Work required ::
If a line of the data below holds the string "KeyModifiers", copy it.

Data extracts ::
* * * *
//! Crossterm key events to application key presses.

use crossterm::event::{KeyCode, KeyEvent, KeyEventKind, KeyModifiers};
use lodestar_app::KeyInput;

/// Translate a crossterm key event.
///
/// Releases are dropped. Ctrl-C and Ctrl-D map to [`KeyInput::Esc`], which the
/// application treats as quit.
pub fn map_key(event: KeyEvent) -> Option<KeyInput> {
    if event.kind == KeyEventKind::Release {
        return None;
    }

    if event.modifiers.contains(KeyModifiers::CONTROL) {
        return match event.code {
            KeyCode::Char('c' | 'd') => Some(KeyInput::Esc),
            _ => None,
        };
    }

    let key = match event.code {
        KeyCode::Char(c) => KeyInput::Char(c),
        KeyCode::Backspace => KeyInput::Backspace,
        KeyCode::Delete => KeyInput::Delete,
        KeyCode::Left => KeyInput::Left,
        KeyCode::Right => KeyInput::Right,
        KeyCode::Home => KeyInput::Home,
        KeyCode::End => KeyInput::End,
        KeyCode::Enter => KeyInput::Enter,
        KeyCode::Esc => KeyInput::Esc,
        _ => return None,
    };
    Some(key)
}
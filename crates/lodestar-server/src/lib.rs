//! Lodestar server
//!
//! The standalone process the launcher UI attaches to. It is built and
//! started independently of the UI and speaks only the
//! [`lodestar_proto`] wire protocol.
//!
//! # Components
//!
//! - [`ServerSession`]: per-connection protocol state machine (no I/O)
//! - [`ServerState`]: shared counters and identity for all sessions
//! - [`Server`]: TCP listener executing session actions

#![forbid(unsafe_code)]

pub mod config;
pub mod error;
pub mod server;
pub mod session;

pub use config::ServerConfig;
pub use error::ServerError;
pub use server::{Server, handle_connection};
pub use session::{ServerAction, ServerSession, ServerState, SessionPhase};
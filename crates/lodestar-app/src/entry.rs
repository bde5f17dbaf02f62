//! UI entry point.
//!
//! ```text
//! Entry::start
//!   ├─► init_runtime().await        suspends until Ready or Failed
//!   │       └─ Failed ─► EntryError::Initialization, host untouched
//!   ├─► find_anchor("app")          MissingAnchor if absent
//!   ├─► create_root(anchor)         exactly one root
//!   └─► build app + first render    mounted
//! ```
//!
//! Everything after the initializer resolves is synchronous. With no await
//! point between readiness and mount, no other task can run in between.

use lodestar_core::{Capabilities, InitError, ReadinessGate, RuntimeInitializer};
use thiserror::Error;
use tracing::{error, info};

use crate::{
    app::App,
    host::{ANCHOR_ID, Host, RenderRoot},
};

type BoxError = Box<dyn std::error::Error + Send + Sync>;

/// Startup failed; nothing is mounted.
#[derive(Debug, Error)]
pub enum EntryError {
    /// Runtime initialization did not reach `Ready`.
    #[error("runtime initialization failed: {0}")]
    Initialization(#[source] InitError),

    /// The host has no anchor with the well-known identifier.
    #[error("mount anchor `{id}` not found in host document")]
    MissingAnchor {
        /// Identifier that was looked up.
        id: String,
    },

    /// The host refused to create a root.
    #[error("host could not create rendering root: {0}")]
    Host(#[source] BoxError),

    /// First render of the mounted tree failed.
    #[error("initial render failed: {0}")]
    Render(#[source] BoxError),
}

/// Application mounted into its rendering root.
#[derive(Debug)]
pub struct Mounted<R> {
    /// Root the application is bound to.
    pub root: R,
    /// Mounted application state.
    pub app: App,
    /// Capabilities installed during initialization.
    pub capabilities: Capabilities,
    /// Readiness of the runtime (always `Ready` here).
    pub gate: ReadinessGate,
}

/// One-shot startup sequence for the UI process.
///
/// [`Entry::start`] consumes the entry, so a single entry creates at most one
/// rendering root.
#[derive(Debug)]
pub struct Entry<H> {
    host: H,
    initializer: RuntimeInitializer,
}

impl<H: Host> Entry<H> {
    /// Entry mounting into `host` once `initializer` succeeds.
    pub fn new(host: H, initializer: RuntimeInitializer) -> Self {
        Self { host, initializer }
    }

    /// Readiness gate of the wrapped initializer.
    pub fn gate(&self) -> ReadinessGate {
        self.initializer.gate()
    }

    /// Initialize the runtime, then mount the application built by `build`.
    ///
    /// `build` receives the initialized capabilities and may take values out
    /// of them.
    pub async fn start<F>(self, build: F) -> Result<Mounted<H::Root>, EntryError>
    where
        F: FnOnce(&mut Capabilities) -> App,
    {
        let Self { mut host, initializer } = self;
        let gate = initializer.gate();

        let mut capabilities = initializer.init_runtime().await.map_err(|e| {
            error!(error = %e, label = e.as_label(), "not mounting: runtime is not ready");
            EntryError::Initialization(e)
        })?;

        let anchor = host
            .find_anchor(ANCHOR_ID)
            .ok_or_else(|| EntryError::MissingAnchor { id: ANCHOR_ID.to_string() })?;

        let mut root = host.create_root(anchor).map_err(|e| EntryError::Host(Box::new(e)))?;

        let app = build(&mut capabilities);
        root.render(&app).map_err(|e| EntryError::Render(Box::new(e)))?;

        info!(anchor = root.anchor().id(), "application mounted");
        Ok(Mounted { root, app, capabilities, gate })
    }
}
* * * *
Result of the exercise ::
use crossterm::event::{KeyCode, KeyEvent, KeyEventKind, KeyModifiers};
    if event.modifiers.contains(KeyModifiers::CONTROL) {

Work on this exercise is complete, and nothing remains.